Conversation leading up to the workshop

Finally, here's a short communication between Barry and me leading up to the workshop. Me with the notes, Barry responding.

[AR]
Had some discussion with few people today - Tom Knight, Chris Hanson,
Jake Beal, Jonathan Rees. Tomorrow I'll chat with
Gerry Sussman.

A variety of interesting issues arose. First one was the Shannon
definition of information, which is at odds with our use of the term,
I think. In particular, according to the Shannon measure, a random
signal has the most information as it is least compressible. This is
at odds with the sense of information we care about - random signal
has none of it.

[BS]
This is the mass noun sense of 'information'
We are interested in the count noun 'information entity'

[AR]
Other bits that came in to play:

Role of the receiver of information.

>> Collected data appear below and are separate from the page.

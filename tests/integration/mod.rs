mod binding_tests;
mod config_tests;
mod convert_tests;
mod equivalence_tests;
mod library_tests;
mod oracle_tests;
mod rewrite_tests;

Is it information before some
agent interprets it? When the information isn't originating from a
person, this is a reasonable question. Otherwise too much information
around.

[BS]
This question becomes easier to answer if you look at information entities; the
latter are analogous to independent continuant artifacts (like screwdrivers); hence in 
normal cases they are information entities even before being registered.

[AR]
Role of the producer of information. Where does physics end and
information start? Tom Knight argues for no boundary, but I don't buy
it. This went off in the direction of asking whether intention is
necessary for information to be produced. But then what about the
instrument that produces information.

[BS]
I believe that information entities require a certain restricted kind of provenance 
(as do artifacts like screwdrivers). Hence the physics is never enough. (Analogously: a 
Credit Card Number is not a mathematical object.)

[AR]
One possibility: The information we are interested in always
originates with a sentient - either by a person thinking/ communicating, or by a machine that 
was designed to have a function to produce/communicate information.

[BS]
Exactly

[AR]
Other words suggested words that might be better than information:
Message, Enscription

[BS]
No thanks. Though I am not wedded to 'information' either; but 'message' is much 
too narrow; and 'enscription' is too precious.

[AR]
One thing that there seemed to be consensus about was what I call the
multiplexing of information entities. So consider a fragment of the
constitution layed out on a printed page. One information content
entity is the wording. Another might be the layout (vis. the layouts
you can choose in word with lorum ipsum.... blank content). Someone
might create the line breaks so that the first letter of each line
spells out another message. There was general consensus that this was
3 things.

[BS]
Agreed.